# [Solved] Wireless stopped working

## Shining Arcanine

I had wireless working with KNetworkManager under KDE 4.4.3 without issues until today when I decided to repartition my hard drive because I discovered that my partitions were not properly aligned. I made a tarball of all of my system's files on an external disk (using a exclusion file to omit directories like /dev and /proc). I then proceeded with a System Rescue CD to repartition my disk to correct the alignment, format the new partitions, reinstall grub and reboot my PC.

After rebooting, everything was working except for the wireless, which inexplicably stopped detecting wireless networks. I spent a few hours troubleshooting and discovered that the NetworkManager daemon was hanging waiting for wpa_supplicant to start, which was failing to start because it could not find /etc/wpa_supplicant/wpa_supplicant.conf. I had reinstalled wpa_supplicant several times over the course of my troubleshooting and I had no idea how that file could be missing, so I ran touch /etc/wpa_supplicant/wpa_supplicant.conf to try to make wpa_supplicant happy. Wireless was still not working, but then I tried running wpa_supplicant -B -u as root and then my wireless connection magically started working.

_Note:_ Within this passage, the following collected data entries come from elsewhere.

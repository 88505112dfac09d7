//! # Segment Cache
//!
//! Disk cache of byte spans keyed by stable key, bounded by a total size
//! budget with least-recently-used eviction.
//!
//! ## Layout
//!
//! ```text
//! video_cache/
//! ├── cache_index.json            keys, spans, content lengths (LRU order)
//! ├── <sha256(key)>.0.span        bytes [0, len) of a resource
//! ├── <sha256(key)>.2097152.span
//! └── <sha256(key)>.<n>.<id>.tmp  span being written, not yet indexed
//! ```
//!
//! Writers fill a temporary file and commit it with a rename. Only committed
//! spans count against the budget and only committed spans are evicted, so
//! eviction under write pressure never touches a partially written span.

use chrono::{DateTime, Utc};
use core_runtime::events::{CacheEvent, CoreEvent, EventBus};
use lru::LruCache;
use parking_lot::Mutex;
use std::collections::{BTreeMap, HashSet};
use std::fs;
use std::ops::Bound;
use std::path::{Path, PathBuf};
use std::sync::Arc;
use tokio::io::AsyncWriteExt;
use tracing::{debug, info, instrument, warn};

use crate::cache::config::CacheConfig;
use crate::cache::index::{self, IndexFile, IndexRecord, SpanRecord, INDEX_VERSION};
use crate::cache::stats::CacheStats;
use crate::error::{PlaybackError, Result};

/// A committed span that covers a requested position.
#[derive(Debug, Clone, PartialEq, Eq)]
pub struct CachedSpan {
    pub key: String,
    pub start: u64,
    pub length: u64,
    pub path: PathBuf,
}

impl CachedSpan {
    /// Exclusive end offset.
    pub fn end(&self) -> u64 {
        self.start + self.length
    }
}

#[derive(Debug, Clone)]
struct CacheEntry {
    /// start -> length; never overlapping
    spans: BTreeMap<u64, u64>,
    content_length: Option<u64>,
    last_access: DateTime<Utc>,
}

impl CacheEntry {
    fn new() -> Self {
        Self {
            spans: BTreeMap::new(),
            content_length: None,
            last_access: Utc::now(),
        }
    }

    fn bytes(&self) -> u64 {
        self.spans.values().sum()
    }
}

struct CacheState {
    /// Most recently used first.
    entries: LruCache<String, CacheEntry>,
    total_bytes: u64,
}

/// Process-wide span cache; obtain it through [`CacheStore`](crate::cache::CacheStore).
pub struct SegmentCache {
    config: CacheConfig,
    state: Mutex<CacheState>,
    persist_lock: Mutex<()>,
    event_bus: Option<EventBus>,
}

impl std::fmt::Debug for SegmentCache {
    fn fmt(&self, f: &mut std::fmt::Formatter<'_>) -> std::fmt::Result {
        f.debug_struct("SegmentCache")
            .field("config", &self.config)
            .finish_non_exhaustive()
    }
}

Now I have to run wpa_supplicant -B -u at every boot if I want to have a wireless connection. I have no idea why I did not have to do this before I reformatted my hard drive, but regardless of why I have to do it now, does anyone know how to fix this so things work automatically without me having to run wpa_supplicant -B -u to get wireless working?Last edited by Shining Arcanine on Thu May 20, 2010 2:36 pm; edited 1 time in total

----------

## Shining Arcanine

I do not understand how this issue was triggered in the first place, but it is fixed. I found a bug report describing my issue and it said that recompiling dbus would fix it, which worked perfectly:

https://bugs.gentoo.org/212724

I assume that the issue had to do with timestamps. I am going to rollback the changes I made to configuration files to see if they were necessary.

----------

## Randy Andy

Hi Shining Arcanine, 

and all who had trouble with knetworkmanager stops working after some package updates, as it happened on my machine last weekend.

Since this, the knetworkmanager applet shows unmanaged (in a weak grey box), when clicking on it.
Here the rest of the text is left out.